Exercise requirements> Make an exact copy of the lines starting at the top of the listing below and ending at the line that contains "pub const ALL: [Tool;", inclusive.

[Record excerpts Boundary: Start]

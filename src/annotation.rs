use egui::{Color32, Vec2};
use serde::{Deserialize, Deserializer, Serialize, Serializer};

pub type Rgba = [u8; 4];

pub const WHITE: Rgba = [255, 255, 255, 255];
pub const BLACK: Rgba = [0, 0, 0, 255];

#[derive(Clone, Copy, Debug, Serialize, Deserialize, PartialEq, Eq)]
pub enum Tool {
    Rectangle,
    Arrow,
    Text,
    Mosaic,
}

impl Tool {
    pub const ALL: [Tool; 4] = [Tool::Rectangle, Tool::Arrow, Tool::Text, Tool::Mosaic];

    pub fn label(self) -> &'static str {
        match self {
            Self::Rectangle => "Rectangle",
            Self::Arrow => "Arrow",
            Self::Text => "Text",
            Self::Mosaic => "Mosaic",
        }
    }
}

#[derive(Clone, Copy, Debug, PartialEq, Eq, PartialOrd, Ord)]
pub struct FontSize(u8);

impl FontSize {
    pub const MIN: u8 = 8;
    pub const MAX: u8 = 72;
    pub const STEP: u8 = 2;
    pub const DEFAULT: Self = Self(20);

    pub fn from_points(points: u32) -> Self {
        Self(points.clamp(Self::MIN as u32, Self::MAX as u32) as u8)
    }

    pub fn as_u8(self) -> u8 {
        self.0
    }

    pub fn points(self) -> f32 {
        self.0 as f32
    }

    pub fn larger(self) -> Self {
        Self::from_points(self.0 as u32 + Self::STEP as u32)
    }

    pub fn smaller(self) -> Self {
        Self::from_points((self.0 as u32).saturating_sub(Self::STEP as u32))
    }
}

impl Default for FontSize {
    fn default() -> Self {
        Self::DEFAULT
    }
}

/// Brush diameter of the mosaic tool, in image pixels.
#[derive(Clone, Copy, Debug, PartialEq, Eq, PartialOrd, Ord)]
pub struct MosaicSize(u32);

impl MosaicSize {
    pub const MIN: u32 = 5;
    pub const MAX: u32 = 100;
    pub const DEFAULT: Self = Self(40);

    pub fn from_px(px: u32) -> Self {
        Self(px.clamp(Self::MIN, Self::MAX))
    }

    pub fn px(self) -> u32 {
        self.0
    }
}

impl Default for MosaicSize {
    fn default() -> Self {
        Self::DEFAULT
    }
}

impl Serialize for FontSize {
    fn serialize<S>(&self, serializer: S) -> Result<S::Ok, S::Error>
    where
        S: Serializer,
    {
        serializer.serialize_u8(self.0)
    }
}

impl<'de> Deserialize<'de> for FontSize {
    fn deserialize<D>(deserializer: D) -> Result<Self, D::Error>
    where
        D: Deserializer<'de>,
    {
        // Out-of-range values from hand-edited settings are clamped, not rejected.
        let raw = u32::deserialize(deserializer)?;
        Ok(Self::from_points(raw))
    }
}

impl Serialize for MosaicSize {
    fn serialize<S>(&self, serializer: S) -> Result<S::Ok, S::Error>
    where
        S: Serializer,
    {
        serializer.serialize_u32(self.0)
    }
}

impl<'de> Deserialize<'de> for MosaicSize {
    fn deserialize<D>(deserializer: D) -> Result<Self, D::Error>
    where
        D: Deserializer<'de>,
    {
        let raw = u32::deserialize(deserializer)?;
        Ok(Self::from_px(raw))
    }
}

#[derive(Clone, Copy, Debug, Serialize, Deserialize, PartialEq)]
pub struct Point {
    pub x: f32,
    pub y: f32,
}

impl Point {
    pub fn new(x: f32, y: f32) -> Self {
        Self { x, y }
    }

    /// Snaps to the pixel grid of the image buffer.
    pub fn to_pixel(self) -> Self {
        Self {
            x: self.x.floor(),
            y: self.y.floor(),
        }
    }

    pub fn delta(self, other: Point) -> Vec2 {
        Vec2::new(other.x - self.x, other.y - self.y)
    }
}

#[derive(Clone, Copy, Debug, Serialize, Deserialize, PartialEq)]
pub struct RectData {
    pub min: Point,
    pub max: Point,
}

impl RectData {
    pub fn from_corners(a: Point, b: Point) -> Self {
        Self { min: a, max: b }.normalize()
    }

    pub fn normalize(self) -> Self {
        let min_x = self.min.x.min(self.max.x);
        let min_y = self.min.y.min(self.max.y);
        let max_x = self.min.x.max(self.max.x);
        let max_y = self.min.y.max(self.max.y);
        Self {
            min: Point { x: min_x, y: min_y },
            max: Point { x: max_x, y: max_y },
        }
    }

    pub fn width(self) -> f32 {
        (self.max.x - self.min.x).abs()
    }

    pub fn height(self) -> f32 {
        (self.max.y - self.min.y).abs()
    }
}

/// A committed annotation. Entries are immutable once appended to the log;
/// geometry is stored in image space.
#[derive(Clone, Debug, Serialize, Deserialize, PartialEq)]
pub enum AnnotationOp {
    Rectangle {
        rect: RectData,
        color: Rgba,
    },
    Arrow {
        from: Point,
        to: Point,
        color: Rgba,
    },
    Text {
        pos: Point,
        text: String,
        color: Rgba,
        size: FontSize,
    },
    MosaicSmear {
        brush: MosaicSize,
        points: Vec<Point>,
    },
}

impl AnnotationOp {
    pub fn label(&self) -> &'static str {
        match self {
            Self::Rectangle { .. } => "rectangle",
            Self::Arrow { .. } => "arrow",
            Self::Text { .. } => "text",
            Self::MosaicSmear { .. } => "mosaic",
        }
    }
}

pub fn color32(color: Rgba) -> Color32 {
    Color32::from_rgba_unmultiplied(color[0], color[1], color[2], color[3])
}

pub fn is_pure_white(color: Rgba) -> bool {
    color[..3] == WHITE[..3]
}

#[cfg(test)]
mod tests {
    use super::{AnnotationOp, FontSize, MosaicSize, Point, RectData};

    #[test]
    fn rect_from_corners_is_normalized() {
        let rect = RectData::from_corners(Point::new(300.0, 200.0), Point::new(100.0, 100.0));
        assert_eq!(rect.min, Point::new(100.0, 100.0));
        assert_eq!(rect.max, Point::new(300.0, 200.0));
        assert_eq!(rect.width(), 200.0);
        assert_eq!(rect.height(), 100.0);
    }

    #[test]
    fn point_snaps_to_pixel_grid() {
        assert_eq!(Point::new(10.7, -0.2).to_pixel(), Point::new(10.0, -1.0));
    }

    #[test]
    fn font_size_steps_stay_in_range() {
        assert_eq!(FontSize::from_points(200).as_u8(), FontSize::MAX);
        assert_eq!(FontSize::from_points(8).smaller().as_u8(), FontSize::MIN);
        assert_eq!(FontSize::DEFAULT.larger().as_u8(), 22);
    }

    #[test]
    fn sizes_deserialize_clamped() {
        let font: FontSize = serde_json::from_str("100").expect("font size");
        assert_eq!(font.as_u8(), FontSize::MAX);

        let mosaic: MosaicSize = serde_json::from_str("1").expect("mosaic size");
        assert_eq!(mosaic.px(), MosaicSize::MIN);
    }

    #[test]
    fn op_labels_name_the_tool() {
        let op = AnnotationOp::MosaicSmear {
            brush: MosaicSize::DEFAULT,
            points: vec![Point::new(1.0, 1.0)],
        };
        assert_eq!(op.label(), "mosaic");
        let arrow = AnnotationOp::Arrow {
            from: Point::new(0.0, 0.0),
            to: Point::new(5.0, 5.0),
            color: [0, 0, 0, 255],
        };
        assert_eq!(arrow.label(), "arrow");
    }
}
use egui::{Pos2, Vec2};

use crate::config::EditorConfig;
use crate::mapper::CoordinateMapper;

/// Zoom and pan state of the editor canvas.
#[derive(Clone, Debug)]
pub struct Viewport {
    zoom: f32,
    offset: Vec2,
    image_size: Vec2,
    canvas_size: Option<Vec2>,
    min_zoom: f32,
    max_zoom: f32,
    zoom_in_factor: f32,
    zoom_out_factor: f32,
    fit_pending: bool,
}

impl Viewport {
    pub fn new(config: &EditorConfig, image_size: Vec2) -> Self {
        Self {
            zoom: 1.0_f32.clamp(config.min_zoom, config.max_zoom),
            offset: Vec2::ZERO,
            image_size,
            canvas_size: None,
            min_zoom: config.min_zoom,
            max_zoom: config.max_zoom,
            zoom_in_factor: config.zoom_in_factor,
            zoom_out_factor: config.zoom_out_factor,
            fit_pending: true,
        }
    }

    pub fn zoom(&self) -> f32 {
        self.zoom
    }

    pub fn offset(&self) -> Vec2 {
        self.offset
    }

    pub fn canvas_size(&self) -> Option<Vec2> {
        self.canvas_size
    }

    pub fn mapper(&self) -> CoordinateMapper {
        CoordinateMapper::new(self.offset, self.zoom)
    }

    pub fn scaled_image_size(&self) -> Vec2 {
        self.image_size * self.zoom
    }

    /// Records the canvas size. The first known size fits the image to it.
    pub fn set_canvas_size(&mut self, size: Vec2) -> bool {
        if size.x <= 0.0 || size.y <= 0.0 || self.canvas_size == Some(size) {
            return false;
        }
        self.canvas_size = Some(size);
        if self.fit_pending {
            self.fit_to_canvas();
        } else {
            self.clamp_pan();
        }
        true
    }

    /// Steps the zoom by one factor keeping the image point under `pointer`
    /// in place. Rejected when the new zoom would leave the allowed range.
    pub fn zoom_at(&mut self, pointer: Pos2, zoom_in: bool) -> bool {
        let factor = if zoom_in {
            self.zoom_in_factor
        } else {
            self.zoom_out_factor
        };
        self.set_zoom_at(pointer, self.zoom * factor)
    }

    pub fn set_zoom_at(&mut self, pointer: Pos2, zoom: f32) -> bool {
        if !(self.min_zoom..=self.max_zoom).contains(&zoom) {
            return false;
        }
        let anchor = self.mapper().to_image(pointer);
        self.zoom = zoom;
        self.offset = pointer.to_vec2() - Vec2::new(anchor.x, anchor.y) * zoom;
        self.clamp_pan();
        true
    }

    pub fn pan_by(&mut self, delta: Vec2) -> bool {
        if delta == Vec2::ZERO {
            return false;
        }
        let before = self.offset;
        self.offset += delta;
        self.clamp_pan();
        self.offset != before
    }

    /// Largest zoom not above 1.0 that shows the whole image, centred.
    pub fn fit_to_canvas(&mut self) {
        let Some(canvas) = self.canvas_size else {
            self.fit_pending = true;
            return;
        };
        self.fit_pending = false;
        if self.image_size.x <= 0.0 || self.image_size.y <= 0.0 {
            return;
        }
        let fit = (canvas.x / self.image_size.x)
            .min(canvas.y / self.image_size.y)
            .min(1.0);
        self.zoom = fit.clamp(self.min_zoom, self.max_zoom);
        self.offset = (canvas - self.scaled_image_size()) * 0.5;
        self.clamp_pan();
    }

    fn clamp_pan(&mut self) {
        let Some(canvas) = self.canvas_size else {
            return;
        };
        let scaled = self.scaled_image_size();
        self.offset.x = clamp_axis(self.offset.x, canvas.x, scaled.x);
        self.offset.y = clamp_axis(self.offset.y, canvas.y, scaled.y);
    }
}

fn clamp_axis(offset: f32, canvas: f32, scaled: f32) -> f32 {
    let slack = canvas - scaled;
    if slack < 0.0 {
        offset.clamp(slack, 0.0)
    } else {
        offset.clamp(0.0, slack)
    }
}

#[cfg(test)]
mod tests {
    use egui::{Pos2, Vec2};

    use super::Viewport;
    use crate::config::EditorConfig;

    fn viewport(image: Vec2, canvas: Option<Vec2>) -> Viewport {
        let mut viewport = Viewport::new(&EditorConfig::default(), image);
        if let Some(canvas) = canvas {
            viewport.set_canvas_size(canvas);
        }
        viewport
    }

    #[test]
    fn zoom_in_stops_at_upper_bound() {
        let mut viewport = viewport(Vec2::new(800.0, 600.0), None);
        let pointer = Pos2::new(10.0, 10.0);
        while viewport.zoom_at(pointer, true) {}

        let reached = viewport.zoom();
        assert!(reached <= 3.0 && reached * 1.1 > 3.0);
        for _ in 0..10 {
            assert!(!viewport.zoom_at(pointer, true));
            assert_eq!(viewport.zoom(), reached);
        }
    }

    #[test]
    fn zoom_out_stops_at_lower_bound() {
        let mut viewport = viewport(Vec2::new(800.0, 600.0), None);
        while viewport.zoom_at(Pos2::ZERO, false) {}
        assert!(viewport.zoom() >= 0.2 && viewport.zoom() * 0.9 < 0.2);
    }

    #[test]
    fn zoom_keeps_point_under_pointer() {
        let mut viewport = viewport(Vec2::new(800.0, 600.0), Some(Vec2::new(800.0, 600.0)));
        let pointer = Pos2::new(400.0, 300.0);
        assert!(viewport.set_zoom_at(pointer, 2.0));
        assert_eq!(viewport.zoom(), 2.0);

        let before = viewport.mapper().to_image(pointer);
        assert!(viewport.zoom_at(pointer, true));
        let after = viewport.mapper().to_canvas(before);

        assert!((after.x - pointer.x).abs() <= 1.0, "{after:?}");
        assert!((after.y - pointer.y).abs() <= 1.0, "{after:?}");
    }

    #[test]
    fn pan_is_clamped_to_image_edges() {
        let mut viewport = viewport(Vec2::new(800.0, 600.0), Some(Vec2::new(400.0, 300.0)));
        viewport.set_zoom_at(Pos2::ZERO, 1.0);

        viewport.pan_by(Vec2::new(500.0, 500.0));
        assert_eq!(viewport.offset(), Vec2::ZERO);

        viewport.pan_by(Vec2::new(-5000.0, -5000.0));
        assert_eq!(viewport.offset(), Vec2::new(-400.0, -300.0));
    }

    #[test]
    fn small_image_stays_inside_canvas() {
        let mut viewport = viewport(Vec2::new(100.0, 50.0), Some(Vec2::new(400.0, 300.0)));
        assert_eq!(viewport.zoom(), 1.0);
        assert_eq!(viewport.offset(), Vec2::new(150.0, 125.0));

        viewport.pan_by(Vec2::new(1000.0, -1000.0));
        assert_eq!(viewport.offset(), Vec2::new(300.0, 0.0));
    }

    #[test]
    fn first_canvas_size_fits_large_image() {
        let viewport = viewport(Vec2::new(1600.0, 1200.0), Some(Vec2::new(800.0, 600.0)));
        assert_eq!(viewport.zoom(), 0.5);
        assert_eq!(viewport.offset(), Vec2::ZERO);
    }

    #[test]
    fn pan_without_canvas_is_unclamped() {
        let mut viewport = viewport(Vec2::new(100.0, 100.0), None);
        assert!(viewport.pan_by(Vec2::new(-900.0, 40.0)));
        assert_eq!(viewport.offset(), Vec2::new(-900.0, 40.0));
    }
}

[Record excerpts Boundary: End]

Your response>
filename src/annotation.rs
use egui::{Color32, Vec2};
use serde::{Deserialize, Deserializer, Serialize, Serializer};

pub type Rgba = [u8; 4];

pub const WHITE: Rgba = [255, 255, 255, 255];
pub const BLACK: Rgba = [0, 0, 0, 255];

#[derive(Clone, Copy, Debug, Serialize, Deserialize, PartialEq, Eq)]
pub enum Tool {
    Rectangle,
    Arrow,
    Text,
    Mosaic,
}

impl Tool {
    pub const ALL: [Tool; 4] = [Tool::Rectangle, Tool::Arrow, Tool::Text, Tool::Mosaic];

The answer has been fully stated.